Transcript
A (0:00)
Are you passionate about software development and the tech industry? Software Engineering Daily is looking for a new podcast host to grow its hosting team. In this role, you'll help shape the show's editorial direction and interview engineers, founders, hackers and tech leaders. Podcasting experience is a plus, but not required. Curiosity, great communication skills and a genuine interest in the craft of building software are what matter most. If this sounds like you, reach out at editoroftwareengineeringdaily.com Engineering teams often build microservices as their systems grow, but over time this can lead to a fragmented ecosystem with scattered data access patterns, duplicated business logic, and an uneven developer experience. A unified data graph with a consistent execution layer helps address these challenges by centralizing schema, simplifying how teams compose functionality, and reducing operational overhead while preserving performance and reliability. Viaduct is Airbnb's open source, data oriented service, mesh and GraphQL platform. Built around a single highly connected central schema, it has played a major role in scaling Airbnb's engineering organization. Adam Miskovich is a principal software engineer at Airbnb and he worked on Viaduct. He joins the podcast with Gregor Van to talk about how Viaduct originated inside Airbnb, the architectural principles that shaped it, the challenges of scaling GraphQL to millions of queries per second, and why the team decided to open source the platform.

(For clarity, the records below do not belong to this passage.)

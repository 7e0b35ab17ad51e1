//! One module per subcommand.

pub mod info;
pub mod stamp;
pub mod status;
pub mod upgrade;
pub mod verify;

use std::sync::Arc;

use anyhow::Result;
use proofmark_core::adapter::{HttpClient, ReqwestHttpClient};

/// Builds the production HTTP client.
pub fn http_client() -> Result<Arc<dyn HttpClient>> {
    Ok(Arc::new(ReqwestHttpClient::new()?))
}

/// Prints a serializable value as pretty JSON.
pub fn print_json<T: serde::Serialize>(value: &T) -> Result<()> {
    println!("{}", serde_json::to_string_pretty(value)?);
    Ok(())
}
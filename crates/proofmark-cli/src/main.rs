//! proofmark - timestamp proof client
//!
//! CLI over the proofmark-core library: stamp documents, verify and inspect
//! proofs, and upgrade calendar promises to chain anchors.

use std::path::PathBuf;
use std::process::ExitCode;

use anyhow::{Context, Result};
use clap::{Parser, Subcommand};
use proofmark_core::config::Config;
use tracing_subscriber::layer::SubscriberExt;
use tracing_subscriber::util::SubscriberInitExt;
use tracing_subscriber::EnvFilter;

mod commands;

/// Exit code for "nothing to upgrade".
const EXIT_NO_UPGRADE: u8 = 2;

/// proofmark - timestamp proof client
#[derive(Parser, Debug)]
#[command(name = "proofmark")]
#[command(version, about, long_about = None)]
struct Cli {
    /// Path to a TOML configuration file
    #[arg(long, global = true)]
    config: Option<PathBuf>,

    /// Calendar base URL (repeatable; replaces the configured set)
    #[arg(short = 'c', long = "calendar", global = true)]
    calendars: Vec<String>,

    /// Per-request timeout in seconds
    #[arg(short = 't', long, global = true)]
    timeout: Option<u64>,

    /// Increase log verbosity (-v info, -vv debug, -vvv trace)
    #[arg(short = 'v', long, action = clap::ArgAction::Count, global = true)]
    verbose: u8,

    /// Emit machine-readable JSON instead of text
    #[arg(short = 'j', long, global = true)]
    json: bool,

    #[command(subcommand)]
    command: Commands,
}

#[derive(Subcommand, Debug)]
enum Commands {
    /// Create timestamp proofs for one or more files
    Stamp {
        /// Files to stamp
        files: Vec<PathBuf>,

        /// Output path (single file only; defaults to <file>.ots)
        #[arg(short = 'o', long)]
        output: Option<PathBuf>,

        /// Write an attached file (document + proof) instead of a
        /// detached .ots
        #[arg(short = 'a', long)]
        attached: bool,

        /// Poll the calendars until the proof is chain-anchored
        #[arg(short = 'w', long)]
        wait: bool,

        /// Replace an existing output file
        #[arg(long)]
        overwrite: bool,
    },

    /// Verify a proof against its document
    Verify {
        /// The proof file (.ots or attached)
        proof: PathBuf,

        /// The document a detached proof was made for
        #[arg(short = 'f', long = "file")]
        file: Option<PathBuf>,

        /// Skip the in-memory upgrade attempt before verification
        #[arg(long)]
        no_upgrade: bool,
    },

    /// Replace pending attestations with chain anchors
    Upgrade {
        /// Proof files to upgrade
        files: Vec<PathBuf>,
    },

    /// Describe a proof file without any network access
    Info {
        /// The proof file
        proof: PathBuf,
    },

    /// Summarize anchoring progress, optionally probing the calendars
    Status {
        /// The proof file
        proof: PathBuf,

        /// Ask each pending calendar whether an upgrade is ready
        #[arg(long)]
        probe: bool,
    },
}

fn main() -> ExitCode {
    let cli = Cli::parse();
    init_tracing(cli.verbose);

    match run(cli) {
        Ok(code) => ExitCode::from(code),
        Err(err) => {
            eprintln!("error: {err:#}");
            ExitCode::FAILURE
        }
    }
}

fn init_tracing(verbose: u8) {
    let default = match verbose {
        0 => "warn",
        1 => "info",
        2 => "debug",
        _ => "trace",
    };
    let filter = EnvFilter::try_from_default_env().unwrap_or_else(|_| EnvFilter::new(default));
    tracing_subscriber::registry()
        .with(filter)
        .with(tracing_subscriber::fmt::layer().with_writer(std::io::stderr))
        .init();
}

fn load_config(cli: &Cli) -> Result<Config> {
    let mut config = match &cli.config {
        Some(path) => {
            let raw = std::fs::read_to_string(path)
                .with_context(|| format!("reading config {}", path.display()))?;
            toml::from_str(&raw).with_context(|| format!("parsing config {}", path.display()))?
        }
        None => Config::default(),
    };
    if !cli.calendars.is_empty() {
        config.calendars = cli.calendars.clone();
    }
    if let Some(timeout) = cli.timeout {
        config.submit.request_timeout_secs = timeout;
        config.verify.request_timeout_secs = timeout;
    }
    Ok(config)
}

fn run(cli: Cli) -> Result<u8> {
    let config = load_config(&cli)?;
    let json = cli.json;
    match cli.command {
        Commands::Stamp {
            ref files,
            ref output,
            attached,
            wait,
            overwrite,
        } => commands::stamp::run(files, output.as_deref(), attached, wait, overwrite, config, json),
        Commands::Verify {
            ref proof,
            ref file,
            no_upgrade,
        } => commands::verify::run(proof, file.as_deref(), !no_upgrade, config, json),
        Commands::Upgrade { ref files } => commands::upgrade::run(files, config, json),
        Commands::Info { ref proof } => commands::info::run(proof, json),
        Commands::Status { ref proof, probe } => commands::status::run(proof, probe, config, json),
    }
}
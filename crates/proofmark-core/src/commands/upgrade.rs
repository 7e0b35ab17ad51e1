//! The upgrade command: replace calendar promises with chain anchors.

use std::path::{Path, PathBuf};
use std::sync::Arc;
use std::time::Duration;

use thiserror::Error;

use crate::adapter::{Clock, HttpClient};
use crate::calendar::{upgrade_tree, UpgradeOutcome, UpgradeTracker};
use crate::codec::{CodecError, DetachedTimestampFile};
use crate::config::Config;

/// Collaborators the upgrade command needs.
pub struct UpgradeDeps {
    /// HTTP client for upgrade-URI fetches.
    pub http: Arc<dyn HttpClient>,
    /// Clock for cooldown bookkeeping.
    pub clock: Arc<dyn Clock>,
    /// Engine configuration.
    pub config: Config,
}

/// Errors raised while upgrading a proof file.
///
/// Per-URI fetch failures are not errors; they are collected in the
/// returned [`UpgradeOutcome`].
#[derive(Debug, Error)]
#[non_exhaustive]
pub enum UpgradeError {
    /// Reading or rewriting the proof file failed.
    #[error("io error on {path}: {source}")]
    Io {
        /// The path involved.
        path: PathBuf,
        /// The underlying error.
        #[source]
        source: std::io::Error,
    },

    /// The proof file does not parse.
    #[error(transparent)]
    Codec(#[from] CodecError),
}

/// Attempts to upgrade every pending attestation in a proof file,
/// rewriting the file when anything changed.
///
/// Returns the outcome either way; `outcome.any_upgraded() == false` maps
/// to exit code 2 at the CLI.
///
/// # Errors
///
/// I/O and parse failures only.
pub fn upgrade_file(path: &Path, deps: &UpgradeDeps) -> Result<UpgradeOutcome, UpgradeError> {
    let bytes = std::fs::read(path).map_err(|source| UpgradeError::Io {
        path: path.to_path_buf(),
        source,
    })?;
    let mut file = DetachedTimestampFile::from_bytes(&bytes)?;

    let mut tracker = UpgradeTracker::new(
        deps.config.verify.upgrade_cooldown_secs,
        Arc::clone(&deps.clock),
    );
    let timeout = Duration::from_secs(deps.config.verify.request_timeout_secs);
    let outcome = upgrade_tree(file.tree_mut(), &deps.http, timeout, &mut tracker);

    if outcome.any_upgraded() {
        std::fs::write(path, file.to_bytes()).map_err(|source| UpgradeError::Io {
            path: path.to_path_buf(),
            source,
        })?;
        tracing::info!(
            path = %path.display(),
            upgraded = outcome.upgraded,
            still_pending = outcome.still_pending,
            "proof file upgraded"
        );
    } else {
        tracing::info!(path = %path.display(), "nothing to upgrade");
    }
    Ok(outcome)
}
//! `proofmark verify`

use std::path::Path;
use std::sync::Arc;

use anyhow::{Context, Result};
use proofmark_core::adapter::{Clock, SystemClock};
use proofmark_core::commands::verify_files;
use proofmark_core::config::Config;
use proofmark_core::verify::VerifyContext;

use super::http_client;

pub fn run(
    proof: &Path,
    file: Option<&Path>,
    attempt_upgrade: bool,
    config: Config,
    json: bool,
) -> Result<u8> {
    let ctx = VerifyContext::new(
        http_client()?,
        Arc::new(SystemClock) as Arc<dyn Clock>,
        config,
    );
    let report = verify_files(proof, file, &ctx, attempt_upgrade)
        .with_context(|| format!("verifying {}", proof.display()))?;

    if json {
        super::print_json(&report)?;
    } else {
        if report.overall_valid {
            println!(
                "valid ({}, score {:.2}, {} chain(s))",
                report.security_level, report.score, report.verified_chains
            );
        } else {
            println!("NOT VALID (score {:.2})", report.score);
        }
        for result in &report.attestations {
            println!("  {}: {}", result.attestation, result.verdict);
        }
        for issue in &report.errors {
            println!("  error: {issue}");
        }
        for recommendation in &report.recommendations {
            println!("  hint: {recommendation}");
        }
    }
    Ok(u8::from(!report.overall_valid))
}
//! Calendar protocol: commitment submission and pending-attestation
//! upgrade against remote calendar servers.
//!
//! A calendar is an HTTPS endpoint that aggregates commitments and anchors
//! them on-chain. Two endpoints matter to the engine:
//!
//! - `POST {base}/digest` with the raw leaf commitment as body returns a
//!   serialized subtree rooted at that commitment, containing at least one
//!   pending attestation naming the calendar's upgrade URI.
//! - `GET` on an upgrade URI (or `{base}/timestamp/{hex}`) returns the
//!   current subtree for the commitment, ideally chain-anchored.
//!
//! Failures are always per-calendar: one slow or broken server never
//! poisons the responses of its siblings.

use std::sync::Arc;
use std::time::Duration;

use thiserror::Error;

use crate::adapter::{HttpClient, HttpError};
use crate::codec::{tree_from_bytes, CodecError};
use crate::timestamp::Tree;

mod submit;
mod upgrade;

#[cfg(test)]
mod tests;

pub use submit::{submit_to_all, SubmitOutcome};
pub use upgrade::{
    find_pending, upgrade_tree, PendingAttestation, UpgradeOutcome, UpgradeTracker,
};

/// Content type of serialized timestamp material.
pub const CONTENT_TYPE: &str = "application/x-opentimestamps";

/// Errors raised by calendar interactions.
#[derive(Debug, Clone, Error)]
#[non_exhaustive]
pub enum CalendarError {
    /// The calendar could not be reached or answered non-2xx.
    #[error(transparent)]
    Http(#[from] HttpError),

    /// The calendar answered with bytes that do not decode as a subtree.
    #[error("calendar {calendar} returned an undecodable subtree")]
    Parse {
        /// Calendar or upgrade URI the response came from.
        calendar: String,
        /// The codec failure.
        #[source]
        source: Arc<CodecError>,
    },

    /// No calendars are configured.
    #[error("no calendars configured")]
    NoCalendars,

    /// Fewer calendars accepted than the strategy requires.
    #[error("only {successful} of the required {required} calendars accepted")]
    QuorumNotReached {
        /// Calendars the strategy required.
        required: usize,
        /// Calendars that actually accepted.
        successful: usize,
    },
}

/// Fetches and decodes a serialized subtree from an absolute URI.
///
/// # Errors
///
/// [`CalendarError::Http`] on transport/status failures,
/// [`CalendarError::Parse`] when the body does not decode.
pub fn fetch_subtree(
    http: &Arc<dyn HttpClient>,
    uri: &str,
    timeout: Duration,
) -> Result<Tree, CalendarError> {
    let body = http.get(uri, timeout)?;
    tree_from_bytes(&body).map_err(|source| CalendarError::Parse {
        calendar: uri.to_string(),
        source: Arc::new(source),
    })
}

/// Client for one calendar server.
#[derive(Clone)]
pub struct CalendarClient {
    base_url: String,
    http: Arc<dyn HttpClient>,
    timeout: Duration,
}

impl CalendarClient {
    /// Creates a client for `base_url` (trailing slashes are trimmed).
    #[must_use]
    pub fn new(base_url: impl Into<String>, http: Arc<dyn HttpClient>, timeout: Duration) -> Self {
        let base_url = base_url.into().trim_end_matches('/').to_string();
        Self {
            base_url,
            http,
            timeout,
        }
    }

    /// The calendar's base URL.
    #[must_use]
    pub fn base_url(&self) -> &str {
        &self.base_url
    }

    /// Submits a leaf commitment, returning the calendar's subtree.
    ///
    /// # Errors
    ///
    /// [`CalendarError::Http`] or [`CalendarError::Parse`].
    pub fn submit(&self, commitment: &[u8]) -> Result<Tree, CalendarError> {
        let url = format!("{}/digest", self.base_url);
        tracing::info!(calendar = %self.base_url, "submitting commitment");
        let body = self
            .http
            .post(&url, commitment, CONTENT_TYPE, self.timeout)?;
        tree_from_bytes(&body).map_err(|source| CalendarError::Parse {
            calendar: self.base_url.clone(),
            source: Arc::new(source),
        })
    }

    /// Looks up the calendar's current subtree for a commitment.
    ///
    /// # Errors
    ///
    /// [`CalendarError::Http`] (404 when the calendar does not know the
    /// commitment) or [`CalendarError::Parse`].
    pub fn lookup(&self, commitment: &[u8]) -> Result<Tree, CalendarError> {
        let url = format!("{}/timestamp/{}", self.base_url, hex::encode(commitment));
        fetch_subtree(&self.http, &url, self.timeout)
    }
}
//! Detached and attached timestamp file envelopes.
//!
//! A detached file is the 16-byte magic, a version byte, an optional
//! privacy nonce, and the serialized tree. An attached file is the original
//! document followed by the same envelope, the magic acting as a trailer
//! separator.

use super::{deserialize_tree, serialize_tree, CodecError};
use crate::ser::{ByteReader, ByteWriter};
use crate::timestamp::Tree;

/// The magic bytes a timestamp file starts with.
///
/// The leading and trailing null bytes make the file clearly binary while
/// keeping the protocol name recognizable in hex dumps:
///
/// ```text
/// 00 4f 70 65 6e 54 69 6d 65 73 74 61 6d 70 73 00  |.OpenTimestamps.|
/// ```
pub const HEADER_MAGIC: &[u8; 16] = b"\x00OpenTimestamps\x00";

/// Version byte of nonce-less legacy files.
pub const VERSION_LEGACY: u8 = 0x00;
/// Version byte of nonce-extended files.
pub const VERSION_NONCED: u8 = 0x01;

/// Length of the privacy nonce this implementation generates.
pub const NONCE_SIZE: usize = 16;

/// Largest nonce length accepted on read.
const MAX_NONCE_LEN: usize = 64;

/// A standalone `.ots` timestamp file.
///
/// Binds an optional privacy nonce to a proof tree. The document itself is
/// not referenced; the commitment is reconstructed as `nonce ‖ digest`
/// (or the bare digest for legacy files) when the document is presented.
#[derive(Debug, Clone, PartialEq, Eq)]
pub struct DetachedTimestampFile {
    version: u8,
    nonce: Option<Vec<u8>>,
    tree: Tree,
}

impl DetachedTimestampFile {
    /// Creates a nonce-extended (version 1) file.
    #[must_use]
    pub fn new_nonced(nonce: [u8; NONCE_SIZE], tree: Tree) -> Self {
        Self {
            version: VERSION_NONCED,
            nonce: Some(nonce.to_vec()),
            tree,
        }
    }

    /// Creates a legacy (version 0, nonce-less) file.
    #[must_use]
    pub const fn new_legacy(tree: Tree) -> Self {
        Self {
            version: VERSION_LEGACY,
            nonce: None,
            tree,
        }
    }

    /// The envelope version byte.
    #[must_use]
    pub const fn version(&self) -> u8 {
        self.version
    }

    /// The stored privacy nonce, when the file carries one.
    #[must_use]
    pub fn nonce(&self) -> Option<&[u8]> {
        self.nonce.as_deref()
    }

    /// The proof tree.
    #[must_use]
    pub const fn tree(&self) -> &Tree {
        &self.tree
    }

    /// Mutable access to the proof tree (used by upgrade).
    pub fn tree_mut(&mut self) -> &mut Tree {
        &mut self.tree
    }

    /// Consumes the file, returning its tree.
    #[must_use]
    pub fn into_tree(self) -> Tree {
        self.tree
    }

    /// Reconstructs the leaf commitment for a document digest: the stored
    /// nonce followed by the digest, or the bare digest for legacy files.
    #[must_use]
    pub fn commitment_for(&self, digest: &[u8]) -> Vec<u8> {
        match &self.nonce {
            Some(nonce) => {
                let mut commitment = Vec::with_capacity(nonce.len() + digest.len());
                commitment.extend_from_slice(nonce);
                commitment.extend_from_slice(digest);
                commitment
            }
            None => digest.to_vec(),
        }
    }

    /// Serializes the envelope and tree into `writer`.
    pub fn serialize(&self, writer: &mut ByteWriter) {
        writer.write_bytes(HEADER_MAGIC);
        writer.write_u8(self.version);
        if let Some(nonce) = &self.nonce {
            #[allow(clippy::cast_possible_truncation)]
            writer.write_u8(nonce.len() as u8);
            writer.write_bytes(nonce);
        }
        serialize_tree(&self.tree, writer);
    }

    /// Serializes to owned bytes.
    #[must_use]
    pub fn to_bytes(&self) -> Vec<u8> {
        let mut writer = ByteWriter::new();
        self.serialize(&mut writer);
        writer.into_bytes()
    }

    /// Deserializes an envelope starting at the cursor.
    ///
    /// # Errors
    ///
    /// Returns [`CodecError::BadMagic`] when the magic does not match,
    /// [`CodecError::UnknownVersion`] for versions outside `{0, 1}`, and
    /// any tree codec error thereafter.
    pub fn deserialize(reader: &mut ByteReader<'_>) -> Result<Self, CodecError> {
        let magic = reader.read_bytes(HEADER_MAGIC.len())?;
        if magic != HEADER_MAGIC {
            return Err(CodecError::BadMagic);
        }
        let version = reader.read_u8()?;
        let nonce = match version {
            VERSION_LEGACY => None,
            VERSION_NONCED => {
                let len = usize::from(reader.read_u8()?);
                if len == 0 {
                    return Err(CodecError::EmptyBody { context: "nonce" });
                }
                if len > MAX_NONCE_LEN {
                    return Err(CodecError::BodyTooLong {
                        len: len as u64,
                        max: MAX_NONCE_LEN,
                    });
                }
                Some(reader.read_bytes(len)?.to_vec())
            }
            other => return Err(CodecError::UnknownVersion { version: other }),
        };
        let tree = deserialize_tree(reader)?;
        Ok(Self {
            version,
            nonce,
            tree,
        })
    }

    /// Deserializes a file that must span `bytes` exactly.
    ///
    /// # Errors
    ///
    /// As [`Self::deserialize`], plus [`CodecError::TrailingBytes`] for
    /// input past the tree terminator.
    pub fn from_bytes(bytes: &[u8]) -> Result<Self, CodecError> {
        let mut reader = ByteReader::new(bytes);
        let file = Self::deserialize(&mut reader)?;
        if !reader.eof() {
            return Err(CodecError::TrailingBytes {
                context: "timestamp file",
            });
        }
        Ok(file)
    }
}

/// Joins document bytes and an envelope into an attached timestamp file.
#[must_use]
pub fn attach(document: &[u8], file: &DetachedTimestampFile) -> Vec<u8> {
    let envelope = file.to_bytes();
    let mut out = Vec::with_capacity(document.len() + envelope.len());
    out.extend_from_slice(document);
    out.extend_from_slice(&envelope);
    out
}

/// Splits an attached timestamp file into document bytes and envelope bytes.
///
/// The split point is the last occurrence of the header magic, so documents
/// that themselves embed the magic still split correctly as long as the
/// envelope is the final element.
///
/// # Errors
///
/// Returns [`CodecError::BadMagic`] when no magic is present.
pub fn split_attached(bytes: &[u8]) -> Result<(&[u8], &[u8]), CodecError> {
    let at = rfind_subslice(bytes, HEADER_MAGIC).ok_or(CodecError::BadMagic)?;
    Ok((&bytes[..at], &bytes[at..]))
}

fn rfind_subslice(haystack: &[u8], needle: &[u8]) -> Option<usize> {
    if needle.is_empty() || haystack.len() < needle.len() {
        return None;
    }
    (0..=haystack.len() - needle.len())
        .rev()
        .find(|&i| &haystack[i..i + needle.len()] == needle)
}
//! Per-attestation verification verdicts.

use std::fmt;

use serde::{Deserialize, Serialize};

/// Why a reachable anchor failed to verify the commitment.
#[derive(Debug, Clone, PartialEq, Eq, Serialize, Deserialize)]
#[serde(rename_all = "snake_case", tag = "kind")]
#[non_exhaustive]
pub enum FailureReason {
    /// The anchor was fetched but the commitment is not embedded in it.
    CommitmentNotFound {
        /// Identifier of the anchor that was searched.
        anchor_id: String,
    },

    /// The anchor exists but in a different block than attested.
    WrongBlock {
        /// Block number the attestation names.
        expected: u64,
        /// Block number the anchor was actually found in.
        actual: u64,
    },

    /// The remote endpoint answered with a non-success status.
    HttpStatus {
        /// HTTP status code.
        status: u16,
    },

    /// The remote endpoint answered with a body this client cannot parse.
    MalformedResponse {
        /// Parse failure detail.
        detail: String,
    },
}

impl fmt::Display for FailureReason {
    fn fmt(&self, f: &mut fmt::Formatter<'_>) -> fmt::Result {
        match self {
            Self::CommitmentNotFound { anchor_id } => {
                write!(f, "commitment not found in {anchor_id}")
            }
            Self::WrongBlock { expected, actual } => {
                write!(f, "anchor in block {actual}, attestation names {expected}")
            }
            Self::HttpStatus { status } => write!(f, "endpoint returned status {status}"),
            Self::MalformedResponse { detail } => write!(f, "malformed response: {detail}"),
        }
    }
}

/// Outcome of verifying one (evaluated message, attestation) pair.
#[derive(Debug, Clone, PartialEq, Serialize, Deserialize)]
#[serde(rename_all = "snake_case", tag = "status")]
#[non_exhaustive]
pub enum AttestationVerdict {
    /// The commitment was found in the anchor.
    Verified {
        /// Anchor timestamp (unix seconds) when the chain exposes one.
        anchor_time: Option<u64>,
        /// Identifier of the verified anchor, e.g. `bitcoin:800000`.
        anchor_id: String,
    },

    /// The attestation is a calendar promise; upgrade from `upgrade_hint`.
    Pending {
        /// URI the upgraded subtree can be fetched from.
        upgrade_hint: String,
    },

    /// The anchor was reachable but does not back the commitment.
    Failed {
        /// What went wrong.
        reason: FailureReason,
    },

    /// The anchor could not be reached; the caller may retry.
    Unknown {
        /// Transport-level detail.
        reason: String,
    },
}

impl AttestationVerdict {
    /// Returns true for the `Verified` variant.
    #[must_use]
    pub const fn is_verified(&self) -> bool {
        matches!(self, Self::Verified { .. })
    }

    /// Returns true for the `Unknown` (retryable) variant.
    #[must_use]
    pub const fn is_unknown(&self) -> bool {
        matches!(self, Self::Unknown { .. })
    }

    /// Anchor time of a verified verdict, if present.
    #[must_use]
    pub const fn anchor_time(&self) -> Option<u64> {
        match self {
            Self::Verified { anchor_time, .. } => *anchor_time,
            _ => None,
        }
    }
}

impl fmt::Display for AttestationVerdict {
    fn fmt(&self, f: &mut fmt::Formatter<'_>) -> fmt::Result {
        match self {
            Self::Verified {
                anchor_id,
                anchor_time: Some(time),
            } => write!(f, "verified against {anchor_id} at {time}"),
            Self::Verified { anchor_id, .. } => write!(f, "verified against {anchor_id}"),
            Self::Pending { upgrade_hint } => write!(f, "pending upgrade from {upgrade_hint}"),
            Self::Failed { reason } => write!(f, "failed: {reason}"),
            Self::Unknown { reason } => write!(f, "unknown: {reason}"),
        }
    }
}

They also discuss the future of backend development in an AI driven world and how unified data layers may influence the next generation of engineering systems. Gregor Vand is a security focused technologist, having previously been a CTO across cybersecurity, cyber insurance and general software engineering companies. He is based in Singapore and can be found via his profile at VAND, HK or on LinkedIn.
B (2:18)
Hello and welcome to Software Engineering Daily. My guest today is Adam Miscavige.
C (2:23)
Hey, how's it going? Nice to be here.
B (2:26)
Yeah, great to have you here. Today we're going to be talking about Viaduct and that is a spin out from Airbnb, so we're going to be understanding what happened there. But yeah, Adam, I'd love you just to talk to us a bit about first of all just your journey to maybe to Airbnb and then where did Viaduct come from and how did that come about?
C (2:48)
Yeah, absolutely, yeah. So I have been a software engineer for gosh, it's pushing 20 years or something professionally these days and I actually took a little bit of a non traditional path to kind of where I'm at at Airbnb, kind of working in big tech. I have done a lot of work at a Lot of small companies. I ran an agency, like an interactive agency in Baltimore, Maryland for a while, building web and mobile apps for folks and interactive, like installations. Worked at a company called Expo. Some folks, some listeners might be familiar with doing react native tooling and then eventually kind of ended up at Airbnb. So I kind of went from small company to big company instead of big company to small company. I think like a lot of folks do. So it's definitely been a learning experience working at Big Tech. And I've, at this point, I've been at Airbnb close to eight years. So I've seen it kind of grow from a 500 person engineering organization to 3,000. And also the company around us has grown a lot as well. So, yeah, it's definitely been an interesting journey.